For 1080p at 100 hertz. you would like something on the order of 100,000 lines per second.
At 30.000 RPM and 8 sides prism you have 4000 lines per second.
This is not enough;
Option 1: Miniaturization
Scale down the size of the prism, this will make it easier to spin it at high speed. The angular momentum drops due to lower mass and radius, which implies lower energies at a fixed RPM. The fastest spinning disk ever made at 600 million RPM is also small.
Option 2: Fiber array
You could use 20 fibers where each fiber has 3 lasers but once you have multiple lasers per color, then you have to get everything very precisely aligned with 6 degrees of freedom. This is a tough problem with just 3 colors.

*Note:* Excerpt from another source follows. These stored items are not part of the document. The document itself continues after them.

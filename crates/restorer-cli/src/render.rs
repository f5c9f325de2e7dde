use restorer_contracts::image::{EncodedImage, StagedImage};
use restorer_contracts::session::{Session, SessionPhase, SessionState};

pub const BANNER: &str = "AI Photo Restorer";
pub const FOOTER: &str = "Powered by Gemini API";

/// Renders the session as the original/restored panes plus the error banner.
pub fn render_session(session: &Session) -> String {
    let mut lines = Vec::new();
    match session.state() {
        SessionState::Empty => {
            lines.push("No photo loaded. Upload an old photo with /open <path>.".to_string());
            lines.push("PNG, JPG, GIF up to 10MB".to_string());
        }
        SessionState::Previewing { staged } => {
            lines.push(format!("Original Photo: {}", describe_staged(staged)));
            match session.in_flight() {
                Some(attempt) => lines.push(format!(
                    "Restored Photo: /restore is disabled until attempt {attempt} settles"
                )),
                None => lines.push("Restored Photo: run /restore to see the magic".to_string()),
            }
        }
        SessionState::Restoring { staged, attempt } => {
            lines.push(format!("Original Photo: {}", describe_staged(staged)));
            lines.push(format!(
                "Restored Photo: Restoring your memory... (attempt {attempt})"
            ));
        }
        SessionState::Restored { staged, restored } => {
            lines.push(format!("Original Photo: {}", describe_staged(staged)));
            lines.push(format!("Restored Photo: {}", describe_image(restored)));
            lines.push(format!(
                "Download with /save [path] (suggested name: {})",
                session.download_file_name()
            ));
        }
    }
    if let Some(error) = session.error() {
        lines.push(format!("Error: {error}"));
    }
    lines.join("\n")
}

pub fn phase_label(phase: SessionPhase) -> &'static str {
    match phase {
        SessionPhase::Empty => "empty",
        SessionPhase::Previewing => "previewing",
        SessionPhase::PreviewingWithError => "previewing (last attempt failed)",
        SessionPhase::Restoring => "restoring",
        SessionPhase::Restored => "restored",
    }
}

fn describe_staged(staged: &StagedImage) -> String {
    format!("{} ({})", staged.file_name, describe_image(&staged.image))
}

fn describe_image(image: &EncodedImage) -> String {
    let mut parts = vec![image.mime_type().to_string()];
    if let Some((width, height)) = image.dimensions() {
        parts.push(format!("{width}x{height}"));
    }
    parts.push(format_size(image.len()));
    parts.join(", ")
}

fn format_size(bytes: usize) -> String {
    const KB: f64 = 1024.0;
    let value = bytes as f64;
    if value >= KB * KB {
        format!("{:.1} MB", value / (KB * KB))
    } else if value >= KB {
        format!("{:.1} KB", value / KB)
    } else {
        format!("{bytes} B")
    }
}
use std::env;
use std::fmt;

pub const DEFAULT_API_BASE: &str = "https://generativelanguage.googleapis.com/v1beta";
pub const DEFAULT_MODEL: &str = "gemini-2.5-flash-image";

/// Instruction sent alongside every photo.
pub const RESTORATION_PROMPT: &str = "Restore this old photograph. Colorize the image, remove scratches and noise, and enhance the quality and sharpness. Output only the restored image.";

/// Checked in order; the first non-empty value wins.
pub const API_KEY_VARS: &[&str] = &["GEMINI_API_KEY", "GOOGLE_API_KEY", "API_KEY"];

#[derive(Debug, Clone, PartialEq, Eq, thiserror::Error)]
pub enum ConfigError {
    #[error("{} environment variable is not set", API_KEY_VARS.join(" or "))]
    MissingCredential,
}

#[derive(Clone, PartialEq, Eq)]
pub struct RestorerConfig {
    pub api_key: String,
    pub api_base: String,
    pub model: String,
}

impl RestorerConfig {
    pub fn from_env() -> Result<Self, ConfigError> {
        Self::from_lookup(non_empty_env)
    }

    /// Resolves configuration from an arbitrary variable source.
    pub fn from_lookup<F>(lookup: F) -> Result<Self, ConfigError>
    where
        F: Fn(&str) -> Option<String>,
    {
        let api_key = API_KEY_VARS
            .iter()
            .find_map(|key| lookup(*key).filter(|value| !value.trim().is_empty()))
            .map(|value| value.trim().to_string())
            .ok_or(ConfigError::MissingCredential)?;
        let api_base = lookup("GEMINI_API_BASE")
            .map(|value| value.trim().trim_end_matches('/').to_string())
            .filter(|value| !value.is_empty())
            .unwrap_or_else(|| DEFAULT_API_BASE.to_string());
        let model = lookup("RESTORER_MODEL")
            .map(|value| value.trim().to_string())
            .filter(|value| !value.is_empty())
            .unwrap_or_else(|| DEFAULT_MODEL.to_string());
        Ok(Self {
            api_key,
            api_base,
            model,
        })
    }

    pub fn with_model(mut self, model: Option<String>) -> Self {
        if let Some(model) = model
            .map(|value| value.trim().to_string())
            .filter(|value| !value.is_empty())
        {
            self.model = model;
        }
        self
    }
}

impl fmt::Debug for RestorerConfig {
    fn fmt(&self, f: &mut fmt::Formatter<'_>) -> fmt::Result {
        f.debug_struct("RestorerConfig")
            .field("api_key", &"<redacted>")
            .field("api_base", &self.api_base)
            .field("model", &self.model)
            .finish()
    }
}

fn non_empty_env(key: &str) -> Option<String> {
    env::var(key)
        .ok()
        .map(|value| value.trim().to_string())
        .filter(|value| !value.is_empty())
}
use std::fs::{self, OpenOptions};
use std::io::Write;
use std::path::PathBuf;
use std::sync::{Arc, Mutex};

use anyhow::{bail, Context};
use chrono::{SecondsFormat, Utc};
use serde::Serialize;
use serde_json::Value;

use crate::session::SessionPhase;

/// Everything the session records into `events.jsonl`.
///
/// The variant name becomes the `type` field; `session_id` and `ts` are
/// stamped by [`EventWriter`].
#[derive(Debug, Clone, PartialEq, Serialize)]
#[serde(tag = "type", rename_all = "snake_case")]
pub enum SessionEvent {
    SessionStarted {
        client: String,
    },
    ImageStaged {
        path: String,
        file_name: String,
        mime_type: String,
        size_bytes: u64,
        width: Option<u32>,
        height: Option<u32>,
        oversized: bool,
        abandoned_in_flight: bool,
    },
    ImageRejected {
        path: String,
        error: String,
    },
    RestoreStarted {
        attempt: u64,
        client: String,
        mime_type: String,
        size_bytes: u64,
    },
    RestoreRejected {
        error: String,
    },
    RestoreSucceeded {
        attempt: u64,
        mime_type: String,
        size_bytes: u64,
        width: Option<u32>,
        height: Option<u32>,
        download_name: String,
    },
    RestoreFailed {
        attempt: u64,
        outcome: &'static str,
        error: Option<String>,
    },
    /// Outcome of an attempt whose image was replaced before it settled.
    RestoreDiscarded {
        attempt: u64,
        outcome: &'static str,
    },
    RestoredImageSaved {
        path: String,
        mime_type: String,
        size_bytes: u64,
    },
    SessionFinished {
        attempts: u64,
        phase: SessionPhase,
        abandoned_in_flight: bool,
    },
}

/// Append-only writer for the session's `events.jsonl`, one compact JSON
/// object per line.
///
/// Clones share the same file and lock, so a worker thread can report into
/// the same log as the UI loop.
#[derive(Debug, Clone)]
pub struct EventWriter {
    inner: Arc<Inner>,
}

#[derive(Debug)]
struct Inner {
    path: PathBuf,
    session_id: String,
    lock: Mutex<()>,
}

impl EventWriter {
    pub fn new(path: impl Into<PathBuf>, session_id: impl Into<String>) -> Self {
        Self {
            inner: Arc::new(Inner {
                path: path.into(),
                session_id: session_id.into(),
                lock: Mutex::new(()),
            }),
        }
    }

    /// Appends `event` and returns the row as written.
    pub fn record(&self, event: &SessionEvent) -> anyhow::Result<Value> {
        let mut row = serde_json::to_value(event).context("failed to encode session event")?;
        let Value::Object(fields) = &mut row else {
            bail!("session event did not encode to a JSON object");
        };
        fields.insert(
            "session_id".to_string(),
            Value::String(self.inner.session_id.clone()),
        );
        fields.insert(
            "ts".to_string(),
            Value::String(Utc::now().to_rfc3339_opts(SecondsFormat::Micros, false)),
        );
        let line = serde_json::to_string(&row)?;

        let path = &self.inner.path;
        if let Some(parent) = path.parent().filter(|parent| !parent.as_os_str().is_empty()) {
            fs::create_dir_all(parent)
                .with_context(|| format!("failed to create {}", parent.display()))?;
        }
        let _guard = self
            .inner
            .lock
            .lock()
            .map_err(|_| anyhow::anyhow!("event log lock poisoned"))?;
        let mut file = OpenOptions::new()
            .create(true)
            .append(true)
            .open(path)
            .with_context(|| format!("failed to open {}", path.display()))?;
        writeln!(file, "{line}")?;
        Ok(row)
    }
}

#[cfg(test)]
mod tests {
    use std::thread;

    use chrono::DateTime;

    use super::*;

    fn types_in(path: &std::path::Path) -> anyhow::Result<Vec<String>> {
        Ok(fs::read_to_string(path)?
            .lines()
            .filter_map(|line| serde_json::from_str::<Value>(line).ok())
            .filter_map(|row| row.get("type").and_then(Value::as_str).map(str::to_string))
            .collect())
    }

    #[test]
    fn record_writes_tagged_row_with_session_stamp() -> anyhow::Result<()> {
        let temp = tempfile::tempdir()?;
        let path = temp.path().join("events.jsonl");
        let writer = EventWriter::new(&path, "session-123");

        let written = writer.record(&SessionEvent::RestoreFailed {
            attempt: 2,
            outcome: "declined",
            error: Some("Restoration failed: no".to_string()),
        })?;

        let content = fs::read_to_string(&path)?;
        let parsed: Value = serde_json::from_str(content.lines().next().unwrap_or(""))?;
        assert_eq!(parsed, written);
        assert_eq!(parsed["type"], "restore_failed");
        assert_eq!(parsed["session_id"], "session-123");
        assert_eq!(parsed["attempt"], 2);
        assert_eq!(parsed["outcome"], "declined");
        DateTime::parse_from_rfc3339(parsed["ts"].as_str().unwrap_or(""))?;
        Ok(())
    }

    #[test]
    fn session_phase_is_recorded_in_snake_case() -> anyhow::Result<()> {
        let temp = tempfile::tempdir()?;
        let writer = EventWriter::new(temp.path().join("events.jsonl"), "session-123");

        let written = writer.record(&SessionEvent::SessionFinished {
            attempts: 1,
            phase: SessionPhase::PreviewingWithError,
            abandoned_in_flight: false,
        })?;
        assert_eq!(written["type"], "session_finished");
        assert_eq!(written["phase"], "previewing_with_error");
        Ok(())
    }

    #[test]
    fn clones_append_to_the_same_file_from_other_threads() -> anyhow::Result<()> {
        let temp = tempfile::tempdir()?;
        let path = temp.path().join("nested").join("events.jsonl");
        let writer = EventWriter::new(&path, "session-123");

        writer.record(&SessionEvent::SessionStarted {
            client: "gemini".to_string(),
        })?;
        let worker = writer.clone();
        thread::spawn(move || {
            worker.record(&SessionEvent::RestoreDiscarded {
                attempt: 1,
                outcome: "restored",
            })
        })
        .join()
        .map_err(|_| anyhow::anyhow!("writer thread panicked"))??;

        assert_eq!(
            types_in(&path)?,
            vec!["session_started".to_string(), "restore_discarded".to_string()]
        );
        Ok(())
    }
}
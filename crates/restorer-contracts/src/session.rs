use serde::Serialize;

use crate::image::{EncodedImage, StagedImage};
use crate::outcome::{RestorationOutcome, RestoreFailure};

pub const FALLBACK_DOWNLOAD_NAME: &str = "restored-photo.png";

#[derive(Debug, Clone, PartialEq, Eq, thiserror::Error)]
pub enum SessionError {
    #[error("Please upload an image first.")]
    NothingStaged,
    #[error("A restoration is already in progress.")]
    RestoreInFlight,
    #[error("There is no restored image to save yet.")]
    NothingRestored,
}

#[derive(Debug, Clone, PartialEq, Eq)]
pub enum SessionState {
    Empty,
    Previewing {
        staged: StagedImage,
    },
    Restoring {
        staged: StagedImage,
        attempt: u64,
    },
    Restored {
        staged: StagedImage,
        restored: EncodedImage,
    },
}

/// Coarse view of the session used for rendering and the event log.
#[derive(Debug, Clone, Copy, PartialEq, Eq, Serialize)]
#[serde(rename_all = "snake_case")]
pub enum SessionPhase {
    Empty,
    Previewing,
    PreviewingWithError,
    Restoring,
    Restored,
}

/// Handed out when a restore begins; the attempt number ties the eventual
/// outcome back to the image it was issued for.
#[derive(Debug, Clone, PartialEq, Eq)]
pub struct RestoreTicket {
    pub attempt: u64,
    pub image: EncodedImage,
}

#[derive(Debug, Clone, Copy, PartialEq, Eq)]
pub enum Completion {
    Applied,
    /// The image was replaced while the request was in flight.
    Stale,
}

/// UI state for one user session.
///
/// Only the owning controller mutates it; renderers borrow it.
#[derive(Debug, Clone, PartialEq, Eq)]
pub struct Session {
    state: SessionState,
    error: Option<String>,
    attempts: u64,
    /// Attempt whose request has not settled yet. Survives `stage`, so a
    /// replaced image cannot start a second request alongside it.
    in_flight: Option<u64>,
}

impl Default for Session {
    fn default() -> Self {
        Self::new()
    }
}

impl Session {
    pub fn new() -> Self {
        Self {
            state: SessionState::Empty,
            error: None,
            attempts: 0,
            in_flight: None,
        }
    }

    pub fn state(&self) -> &SessionState {
        &self.state
    }

    pub fn error(&self) -> Option<&str> {
        self.error.as_deref()
    }

    pub fn attempts(&self) -> u64 {
        self.attempts
    }

    pub fn phase(&self) -> SessionPhase {
        match &self.state {
            SessionState::Empty => SessionPhase::Empty,
            SessionState::Previewing { .. } if self.error.is_some() => {
                SessionPhase::PreviewingWithError
            }
            SessionState::Previewing { .. } => SessionPhase::Previewing,
            SessionState::Restoring { .. } => SessionPhase::Restoring,
            SessionState::Restored { .. } => SessionPhase::Restored,
        }
    }

    pub fn staged(&self) -> Option<&StagedImage> {
        match &self.state {
            SessionState::Empty => None,
            SessionState::Previewing { staged }
            | SessionState::Restoring { staged, .. }
            | SessionState::Restored { staged, .. } => Some(staged),
        }
    }

    pub fn restored(&self) -> Option<&EncodedImage> {
        match &self.state {
            SessionState::Restored { restored, .. } => Some(restored),
            _ => None,
        }
    }

    pub fn is_restoring(&self) -> bool {
        matches!(self.state, SessionState::Restoring { .. })
    }

    /// The attempt still awaiting its outcome, including one abandoned by
    /// replacing the image.
    pub fn in_flight(&self) -> Option<u64> {
        self.in_flight
    }

    /// Stages a new image from any state, dropping any restored result and
    /// error. An in-flight attempt is abandoned, not cancelled, and keeps
    /// blocking new restores until its outcome arrives.
    pub fn stage(&mut self, staged: StagedImage) {
        self.state = SessionState::Previewing { staged };
        self.error = None;
    }

    /// Surfaces a failed file selection without touching the current state.
    pub fn record_acquisition_failure(&mut self, message: impl Into<String>) {
        self.error = Some(message.into());
    }

    pub fn begin_restore(&mut self) -> Result<RestoreTicket, SessionError> {
        if self.in_flight.is_some() {
            return Err(SessionError::RestoreInFlight);
        }
        let staged = match &self.state {
            SessionState::Empty => {
                self.error = Some(SessionError::NothingStaged.to_string());
                return Err(SessionError::NothingStaged);
            }
            SessionState::Restoring { .. } => return Err(SessionError::RestoreInFlight),
            SessionState::Previewing { staged } | SessionState::Restored { staged, .. } => {
                staged.clone()
            }
        };

        self.attempts += 1;
        self.in_flight = Some(self.attempts);
        let ticket = RestoreTicket {
            attempt: self.attempts,
            image: staged.image.clone(),
        };
        self.state = SessionState::Restoring {
            staged,
            attempt: self.attempts,
        };
        self.error = None;
        Ok(ticket)
    }

    pub fn complete_restore(&mut self, attempt: u64, outcome: RestorationOutcome) -> Completion {
        if self.in_flight == Some(attempt) {
            self.in_flight = None;
        }
        let staged = match &self.state {
            SessionState::Restoring {
                staged,
                attempt: current,
            } if *current == attempt => staged.clone(),
            _ => return Completion::Stale,
        };

        match outcome.into_result() {
            Ok(restored) => {
                self.state = SessionState::Restored { staged, restored };
                self.error = None;
            }
            Err(failure) => {
                self.state = SessionState::Previewing { staged };
                self.error = Some(failure_banner(&failure));
            }
        }
        Completion::Applied
    }

    /// Suggested file name for saving the restored image.
    pub fn download_file_name(&self) -> String {
        match &self.state {
            SessionState::Restored { staged, restored } => {
                restored_file_name(&staged.file_name, Some(restored.mime_type()))
            }
            _ => FALLBACK_DOWNLOAD_NAME.to_string(),
        }
    }
}

pub fn failure_banner(failure: &RestoreFailure) -> String {
    format!("Restoration failed: {failure}")
}

/// `<base>-restored.<ext>`, where `base` drops the original's last extension
/// and `ext` follows the restored MIME subtype (`png` when unreported).
pub fn restored_file_name(original: &str, restored_mime: Option<&str>) -> String {
    let base = match original.rfind('.') {
        Some(idx) => &original[..idx],
        None => original,
    };
    let extension = crate::image::extension_for_mime(restored_mime);
    format!("{base}-restored.{extension}")
}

Let alone 20 fibers with 3 laser colors.
Option 3: Increase the number of facets
There are prism which have 72 facets and can be spun at 70.000 rpm (see roadrunner).
Option 4: Optical transformation
Project 1920x1080x100 pixels but divide it over 4000 lines where each line has 51840 pixels. This would however require a small spot for a 20 mm long line of something like 385 nm which seems unfeasible
In summary, the problem seems quite hard. A polygon would be needed that can be spun at say <200000 rpm. The second in the other direction can then be created by a second prism.
Still there are many companies that believe in this see Scanning Mirror Devices Patent by Apple Computers.
I claim everything Apple claims; with the fancy pictures and all... major difference; using a scanning prism!